Your objective
This exercise calls for the listing to be set down exactly.

Provided material
BEGIN
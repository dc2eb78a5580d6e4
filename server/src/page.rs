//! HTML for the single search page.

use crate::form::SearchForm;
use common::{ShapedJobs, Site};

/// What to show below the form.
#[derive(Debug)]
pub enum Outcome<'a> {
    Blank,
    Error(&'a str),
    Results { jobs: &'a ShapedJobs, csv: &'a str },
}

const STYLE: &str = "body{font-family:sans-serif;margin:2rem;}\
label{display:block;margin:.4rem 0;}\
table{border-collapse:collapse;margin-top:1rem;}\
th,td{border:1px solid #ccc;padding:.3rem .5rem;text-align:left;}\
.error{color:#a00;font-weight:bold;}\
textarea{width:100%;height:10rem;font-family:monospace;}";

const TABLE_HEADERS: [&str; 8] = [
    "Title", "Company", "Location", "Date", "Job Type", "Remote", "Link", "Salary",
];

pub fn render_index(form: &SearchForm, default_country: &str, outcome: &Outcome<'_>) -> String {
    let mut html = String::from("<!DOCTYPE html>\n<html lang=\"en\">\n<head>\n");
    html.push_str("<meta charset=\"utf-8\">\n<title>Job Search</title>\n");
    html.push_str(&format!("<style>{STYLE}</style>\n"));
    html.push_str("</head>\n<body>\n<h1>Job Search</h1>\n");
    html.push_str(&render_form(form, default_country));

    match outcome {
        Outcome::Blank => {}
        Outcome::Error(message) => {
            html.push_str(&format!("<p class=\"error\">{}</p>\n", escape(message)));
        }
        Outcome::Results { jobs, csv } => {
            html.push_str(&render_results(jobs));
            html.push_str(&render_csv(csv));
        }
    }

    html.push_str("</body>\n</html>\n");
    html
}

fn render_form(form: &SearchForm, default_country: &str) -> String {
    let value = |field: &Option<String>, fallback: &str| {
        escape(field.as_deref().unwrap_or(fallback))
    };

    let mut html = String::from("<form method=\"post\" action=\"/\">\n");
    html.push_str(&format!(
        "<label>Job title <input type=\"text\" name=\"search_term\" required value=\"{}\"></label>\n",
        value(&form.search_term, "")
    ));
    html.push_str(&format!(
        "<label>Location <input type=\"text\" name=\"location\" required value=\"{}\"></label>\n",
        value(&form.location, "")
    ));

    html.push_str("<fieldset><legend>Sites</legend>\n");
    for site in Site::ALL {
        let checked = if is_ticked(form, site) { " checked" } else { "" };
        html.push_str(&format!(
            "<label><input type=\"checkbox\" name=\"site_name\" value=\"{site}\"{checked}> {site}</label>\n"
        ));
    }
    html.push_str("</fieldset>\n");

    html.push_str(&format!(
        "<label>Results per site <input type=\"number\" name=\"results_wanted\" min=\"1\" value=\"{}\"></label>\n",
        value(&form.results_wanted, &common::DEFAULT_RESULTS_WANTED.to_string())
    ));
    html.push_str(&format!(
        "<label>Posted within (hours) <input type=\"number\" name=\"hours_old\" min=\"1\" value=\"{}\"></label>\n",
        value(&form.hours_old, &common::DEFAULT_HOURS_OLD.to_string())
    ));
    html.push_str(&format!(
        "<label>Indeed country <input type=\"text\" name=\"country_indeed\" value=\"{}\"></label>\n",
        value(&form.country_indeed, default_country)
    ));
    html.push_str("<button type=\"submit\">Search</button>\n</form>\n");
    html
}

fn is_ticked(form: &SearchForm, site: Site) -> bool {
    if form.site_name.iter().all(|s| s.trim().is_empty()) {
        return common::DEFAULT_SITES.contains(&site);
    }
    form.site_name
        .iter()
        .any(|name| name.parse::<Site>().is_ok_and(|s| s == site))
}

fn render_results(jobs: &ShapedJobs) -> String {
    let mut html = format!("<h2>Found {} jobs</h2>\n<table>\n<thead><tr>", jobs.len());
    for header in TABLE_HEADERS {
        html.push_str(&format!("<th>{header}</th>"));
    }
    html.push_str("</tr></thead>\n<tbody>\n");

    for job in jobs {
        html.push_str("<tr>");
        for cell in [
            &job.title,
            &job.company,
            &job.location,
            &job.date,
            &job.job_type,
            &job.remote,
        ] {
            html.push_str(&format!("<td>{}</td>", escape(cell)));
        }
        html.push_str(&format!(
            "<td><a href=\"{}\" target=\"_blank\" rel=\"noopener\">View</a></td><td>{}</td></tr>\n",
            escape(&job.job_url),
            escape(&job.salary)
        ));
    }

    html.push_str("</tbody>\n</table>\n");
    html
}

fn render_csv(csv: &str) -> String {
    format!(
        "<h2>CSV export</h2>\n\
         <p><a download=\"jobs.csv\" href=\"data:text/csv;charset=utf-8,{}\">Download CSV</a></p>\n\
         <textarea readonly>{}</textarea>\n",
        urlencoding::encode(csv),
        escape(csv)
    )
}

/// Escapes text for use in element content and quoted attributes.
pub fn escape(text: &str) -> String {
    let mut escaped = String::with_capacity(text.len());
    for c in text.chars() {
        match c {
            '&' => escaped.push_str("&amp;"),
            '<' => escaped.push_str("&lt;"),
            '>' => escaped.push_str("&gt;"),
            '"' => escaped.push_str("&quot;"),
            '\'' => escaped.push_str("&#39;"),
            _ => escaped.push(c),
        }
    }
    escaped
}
END
Output
repository dc2eb78a5580d6e4
filename server/src/page.rs
//! HTML for the single search page.

use crate::form::SearchForm;
use common::{ShapedJobs, Site};

/// What to show below the form.
#[derive(Debug)]
pub enum Outcome<'a> {
    Blank,
    Error(&'a str),
    Results { jobs: &'a ShapedJobs, csv: &'a str },
}

const STYLE: &str = "body{font-family:sans-serif;margin:2rem;}\
label{display:block;margin:.4rem 0;}\
table{border-collapse:collapse;margin-top:1rem;}\
th,td{border:1px solid #ccc;padding:.3rem .5rem;text-align:left;}\
.error{color:#a00;font-weight:bold;}\
textarea{width:100%;height:10rem;font-family:monospace;}";

const TABLE_HEADERS: [&str; 8] = [
    "Title", "Company", "Location", "Date", "Job Type", "Remote", "Link", "Salary",
];

pub fn render_index(form: &SearchForm, default_country: &str, outcome: &Outcome<'_>) -> String {
    let mut html = String::from("<!DOCTYPE html>\n<html lang=\"en\">\n<head>\n");
    html.push_str("<meta charset=\"utf-8\">\n<title>Job Search</title>\n");
    html.push_str(&format!("<style>{STYLE}</style>\n"));
    html.push_str("</head>\n<body>\n<h1>Job Search</h1>\n");
    html.push_str(&render_form(form, default_country));

    match outcome {
        Outcome::Blank => {}
        Outcome::Error(message) => {
            html.push_str(&format!("<p class=\"error\">{}</p>\n", escape(message)));
        }
        Outcome::Results { jobs, csv } => {
            html.push_str(&render_results(jobs));
            html.push_str(&render_csv(csv));
        }
    }

    html.push_str("</body>\n</html>\n");
    html
}

fn render_form(form: &SearchForm, default_country: &str) -> String {
    let value = |field: &Option<String>, fallback: &str| {
        escape(field.as_deref().unwrap_or(fallback))
    };

    let mut html = String::from("<form method=\"post\" action=\"/\">\n");
    html.push_str(&format!(
        "<label>Job title <input type=\"text\" name=\"search_term\" required value=\"{}\"></label>\n",
        value(&form.search_term, "")
    ));
    html.push_str(&format!(
        "<label>Location <input type=\"text\" name=\"location\" required value=\"{}\"></label>\n",
        value(&form.location, "")
    ));

    html.push_str("<fieldset><legend>Sites</legend>\n");
    for site in Site::ALL {
        let checked = if is_ticked(form, site) { " checked" } else { "" };
        html.push_str(&format!(
            "<label><input type=\"checkbox\" name=\"site_name\" value=\"{site}\"{checked}> {site}</label>\n"
        ));
    }
    html.push_str("</fieldset>\n");

    html.push_str(&format!(
        "<label>Results per site <input type=\"number\" name=\"results_wanted\" min=\"1\" value=\"{}\"></label>\n",
        value(&form.results_wanted, &common::DEFAULT_RESULTS_WANTED.to_string())
    ));
    html.push_str(&format!(
        "<label>Posted within (hours) <input type=\"number\" name=\"hours_old\" min=\"1\" value=\"{}\"></label>\n",
        value(&form.hours_old, &common::DEFAULT_HOURS_OLD.to_string())
    ));
    html.push_str(&format!(
        "<label>Indeed country <input type=\"text\" name=\"country_indeed\" value=\"{}\"></label>\n",
        value(&form.country_indeed, default_country)
    ));
    html.push_str("<button type=\"submit\">Search</button>\n</form>\n");
    html
}

fn is_ticked(form: &SearchForm, site: Site) -> bool {
    if form.site_name.iter().all(|s| s.trim().is_empty()) {
        return common::DEFAULT_SITES.contains(&site);
    }
    form.site_name
        .iter()
        .any(|name| name.parse::<Site>().is_ok_and(|s| s == site))
}

fn render_results(jobs: &ShapedJobs) -> String {
    let mut html = format!("<h2>Found {} jobs</h2>\n<table>\n<thead><tr>", jobs.len());
    for header in TABLE_HEADERS {
        html.push_str(&format!("<th>{header}</th>"));
    }
    html.push_str("</tr></thead>\n<tbody>\n");

    for job in jobs {
        html.push_str("<tr>");
        for cell in [
            &job.title,
            &job.company,
            &job.location,
            &job.date,
            &job.job_type,
            &job.remote,
        ] {
            html.push_str(&format!("<td>{}</td>", escape(cell)));
        }
        html.push_str(&format!(
            "<td><a href=\"{}\" target=\"_blank\" rel=\"noopener\">View</a></td><td>{}</td></tr>\n",
            escape(&job.job_url),
            escape(&job.salary)
        ));
    }

    html.push_str("</tbody>\n</table>\n");
    html
}

fn render_csv(csv: &str) -> String {
    format!(
        "<h2>CSV export</h2>\n\
         <p><a download=\"jobs.csv\" href=\"data:text/csv;charset=utf-8,{}\">Download CSV</a></p>\n\
         <textarea readonly>{}</textarea>\n",
        urlencoding::encode(csv),
        escape(csv)
    )
}

/// Escapes text for use in element content and quoted attributes.
pub fn escape(text: &str) -> String {
    let mut escaped = String::with_capacity(text.len());
    for c in text.chars() {
        match c {
            '&' => escaped.push_str("&amp;"),
            '<' => escaped.push_str("&lt;"),
            '>' => escaped.push_str("&gt;"),
            '"' => escaped.push_str("&quot;"),
            '\'' => escaped.push_str("&#39;"),
            _ => escaped.push(c),
        }
    }
    escaped
}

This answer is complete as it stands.